Pyleus is a framework for building Apache Storm topologies in idiomatic Python.

With Pyleus you can:

  • define a topology with a simple YAML file

  • have dependency management with a requirements.txt file

  • run faster thanks to Pyleus’ MessagePack based serializer

  • pass options to your components directly from the YAML file

  • use the Kafka spout built into Storm with only a YAML change

Install

From PyPI:

$ pip install pyleus

Note:

You do NOT need to install pyleus on your Storm cluster. That’s cool, isn’t it?

However, if you are going to use system_site_packages: true in your config file, you should be aware that the environment of your Storm nodes needs to match the one on the machine used for building the topology.

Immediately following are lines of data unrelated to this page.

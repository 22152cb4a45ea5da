//! PostgreSQL store backend.
//!
//! Increments are single `INSERT .. ON CONFLICT DO UPDATE` statements, so the
//! read-modify-write happens inside the database. Insert-if-absent signals
//! come from `ON CONFLICT DO NOTHING` row counts, or from `xmax = 0` when the
//! conflicting row must also be updated.

use crate::backend::{ActivityStore, CounterStore, DefinitionStore};
use crate::config::StoreConfig;
use crate::error::{Result, StoreError};
use crate::types::{
    CpvBreakdown, CpvDimension, CpvKey, CustomMetricDefinition, DateSeries, DeviceAttribution,
    MetricKind, OpenAppLogEntry, SlotCounter, SlotSpan, UpsertOutcome,
};
use async_trait::async_trait;
use sqlx::postgres::PgPoolOptions;
use sqlx::PgPool;
use std::collections::BTreeMap;
use std::future::Future;
use std::time::Duration;

const SCHEMA: &[&str] = &[
    "CREATE TABLE IF NOT EXISTS slot_counters (
        tenant TEXT NOT NULL,
        metric TEXT NOT NULL,
        date BIGINT NOT NULL,
        slot TEXT NOT NULL,
        value DOUBLE PRECISION NOT NULL DEFAULT 0,
        PRIMARY KEY (tenant, metric, date, slot)
    )",
    "CREATE TABLE IF NOT EXISTS cpv_counters (
        tenant TEXT NOT NULL,
        metric TEXT NOT NULL,
        date BIGINT NOT NULL,
        channel TEXT NOT NULL,
        platform TEXT NOT NULL,
        version TEXT NOT NULL,
        value DOUBLE PRECISION NOT NULL DEFAULT 0,
        PRIMARY KEY (tenant, metric, date, channel, platform, version)
    )",
    "CREATE TABLE IF NOT EXISTS open_app_log (
        id BIGSERIAL PRIMARY KEY,
        tenant TEXT NOT NULL,
        device_id TEXT NOT NULL,
        ts BIGINT NOT NULL,
        channel TEXT NOT NULL,
        platform TEXT NOT NULL,
        version TEXT NOT NULL,
        user_id TEXT NOT NULL
    )",
    "CREATE INDEX IF NOT EXISTS open_app_log_tenant_ts ON open_app_log (tenant, ts)",
    "CREATE TABLE IF NOT EXISTS registered_users (
        tenant TEXT NOT NULL,
        user_id TEXT NOT NULL,
        PRIMARY KEY (tenant, user_id)
    )",
    "CREATE TABLE IF NOT EXISTS device_attribution (
        tenant TEXT NOT NULL,
        device_id TEXT NOT NULL,
        channel TEXT NOT NULL,
        platform TEXT NOT NULL,
        version TEXT NOT NULL,
        user_id TEXT NOT NULL,
        created_at BIGINT NOT NULL,
        updated_at BIGINT NOT NULL,
        PRIMARY KEY (tenant, device_id)
    )",
    "CREATE TABLE IF NOT EXISTS device_activity (
        tenant TEXT NOT NULL,
        device_id TEXT NOT NULL,
        date BIGINT NOT NULL,
        PRIMARY KEY (tenant, device_id, date)
    )",
    "CREATE INDEX IF NOT EXISTS device_activity_tenant_date ON device_activity (tenant, date)",
    "CREATE TABLE IF NOT EXISTS device_usage_time (
        tenant TEXT NOT NULL,
        device_id TEXT NOT NULL,
        date BIGINT NOT NULL,
        seconds DOUBLE PRECISION NOT NULL DEFAULT 0,
        PRIMARY KEY (tenant, device_id, date)
    )",
    "CREATE TABLE IF NOT EXISTS custom_metrics (
        tenant TEXT NOT NULL,
        name TEXT NOT NULL,
        kind TEXT NOT NULL,
        display_name TEXT NOT NULL,
        slots TEXT[] NOT NULL DEFAULT '{}',
        channels TEXT[] NOT NULL DEFAULT '{}',
        versions TEXT[] NOT NULL DEFAULT '{}',
        PRIMARY KEY (tenant, name, kind)
    )",
];

type DefinitionRow = (String, String, String, Vec<String>, Vec<String>, Vec<String>);

/// PostgreSQL-backed implementation of every store trait
#[derive(Debug, Clone)]
pub struct PgStore {
    pool: PgPool,
    timeout: Duration,
}

impl PgStore {
    /// Connect using the given configuration
    pub async fn connect(config: &StoreConfig) -> Result<Self> {
        config.validate().map_err(StoreError::invalid_operation)?;

        let pool = PgPoolOptions::new()
            .max_connections(config.max_connections)
            .acquire_timeout(config.operation_timeout())
            .connect(&config.database_url)
            .await?;

        Ok(Self::with_pool(pool, config.operation_timeout()))
    }

    /// Wrap an existing pool
    pub fn with_pool(pool: PgPool, timeout: Duration) -> Self {
        Self { pool, timeout }
    }

    /// Create tables and indexes if they are missing
    pub async fn initialize(&self) -> Result<()> {
        for statement in SCHEMA {
            self.bounded("initialize", sqlx::query(statement).execute(&self.pool)).await?;
        }
        tracing::info!("PostgreSQL counter store schema ready");
        Ok(())
    }

    async fn bounded<T, F>(&self, operation: &'static str, fut: F) -> Result<T>
    where
        F: Future<Output = std::result::Result<T, sqlx::Error>>,
    {
        match tokio::time::timeout(self.timeout, fut).await {
            Ok(result) => Ok(result?),
            Err(_) => {
                tracing::warn!(operation, timeout_ms = self.timeout.as_millis() as u64, "Storage call timed out");
                Err(StoreError::timeout(operation))
            }
        }
    }

    fn definition_from_row(row: DefinitionRow) -> Result<CustomMetricDefinition> {
        let (name, kind, display_name, slots, channels, versions) = row;
        let kind = kind.parse::<MetricKind>().map_err(StoreError::invalid_operation)?;
        Ok(CustomMetricDefinition { name, display_name, kind, slots, channels, versions })
    }
}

This means you actually have to install pyleus on your Storm cluster in this case.

Try it out!

$ git clone https://github.com/Yelp/pyleus.git
$ pyleus build pyleus/examples/exclamation_topology/pyleus_topology.yaml
$ pyleus local exclamation_topology.jar

Or, submit to a Storm cluster with:

$ pyleus submit -n NIMBUS_HOST exclamation_topology.jar

The examples directory contains several annotated Pyleus topologies that try to cover as many Pyleus features as possible.

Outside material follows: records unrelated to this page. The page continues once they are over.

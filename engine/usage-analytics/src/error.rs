//! Error types for the analytics engine

use counter_store::StoreError;
use thiserror::Error;

/// Result type alias for analytics operations
pub type Result<T> = std::result::Result<T, AnalyticsError>;

/// Errors surfaced by ingestion, queries and the metric registry
#[derive(Error, Debug)]
pub enum AnalyticsError {
    /// Storage layer failures
    #[error("Store error: {0}")]
    Store(#[from] StoreError),

    /// Malformed query descriptor or unsupported operator
    #[error("Bad request: {0}")]
    BadRequest(String),

    /// Event payload or custom metric violating its declared shape
    #[error("Validation error: {0}")]
    Validation(String),

    /// Referenced resource does not exist
    #[error("Not found: {0}")]
    NotFound(String),

    /// Invalid configuration
    #[error("Configuration error: {0}")]
    Config(String),

    /// The local dispatcher no longer accepts events
    #[error("Event dispatcher is closed")]
    DispatcherClosed,

    /// I/O errors
    #[error("I/O error: {0}")]
    Io(#[from] std::io::Error),

    /// TOML decoding errors
    #[error("TOML error: {0}")]
    Toml(#[from] toml::de::Error),

    /// TOML encoding errors
    #[error("TOML encoding error: {0}")]
    TomlEncode(#[from] toml::ser::Error),
}

impl AnalyticsError {
    /// Create a new bad request error
    pub fn bad_request(msg: impl Into<String>) -> Self {
        Self::BadRequest(msg.into())
    }

    /// Create a new validation error
    pub fn validation(msg: impl Into<String>) -> Self {
        Self::Validation(msg.into())
    }

    /// Create a new not found error
    pub fn not_found(msg: impl Into<String>) -> Self {
        Self::NotFound(msg.into())
    }

    /// Create a new configuration error
    pub fn config(msg: impl Into<String>) -> Self {
        Self::Config(msg.into())
    }

    /// Whether the transport should redeliver the event that caused this error
    pub fn is_transient(&self) -> bool {
        matches!(self, Self::Store(err) if err.is_transient())
    }
}

#[cfg(test)]
mod tests {
    use super::*;

    #[test]
    fn test_only_transient_store_errors_are_retryable() {
        assert!(AnalyticsError::from(StoreError::timeout("add_cpv")).is_transient());
        assert!(!AnalyticsError::from(StoreError::already_exists("m")).is_transient());
        assert!(!AnalyticsError::validation("bad platform").is_transient());
    }
}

Pyleus command line interface

  • Build a topology:

    $ pyleus build /path/to/pyleus_topology.yaml
  • Run a topology locally:

    $ pyleus local /path/to/topology.jar
  • Submit a topology to a Storm cluster:

    $ pyleus submit [-n NIMBUS_HOST] /path/to/topology.jar
  • List all topologies running on a Storm cluster:

    $ pyleus list [-n NIMBUS_HOST]
  • Kill a topology running on a Storm cluster:

    $ pyleus kill [-n NIMBUS_HOST] TOPOLOGY_NAME

Try pyleus -h for a list of all the available commands or pyleus CMD -h for any command-specific help.

Write your first topology

Please refer to the documentation for a more detailed tutorial.

Organize your files

This is an example of the directory tree of a simple topology:

my_first_topology/
|-- my_first_topology/
|   |-- __init__.py
|   |-- dummy_bolt.py
|   |-- dummy_spout.py
|-- pyleus_topology.yaml
|-- requirements.txt

Define the topology layout

A simple pyleus_topology.yaml should look like the following:

name: my_first_topology

topology:

    - spout:
        name: my-first-spout
        module: my_first_topology.dummy_spout

    - bolt:
        name: my-first-bolt
        module: my_first_topology.dummy_bolt
        groupings:
            - shuffle_grouping: my-first-spout

This defines a topology where a single bolt subscribes to the output stream of a single spout. As simple as it is.

Write your first spout

This is the code implementing dummy_spout.py:

from pyleus.storm import Spout


class DummySpout(Spout):

    OUTPUT_FIELDS = ['sentence', 'name']

    def next_tuple(self):
        self.emit(("This is a sentence.", "spout",))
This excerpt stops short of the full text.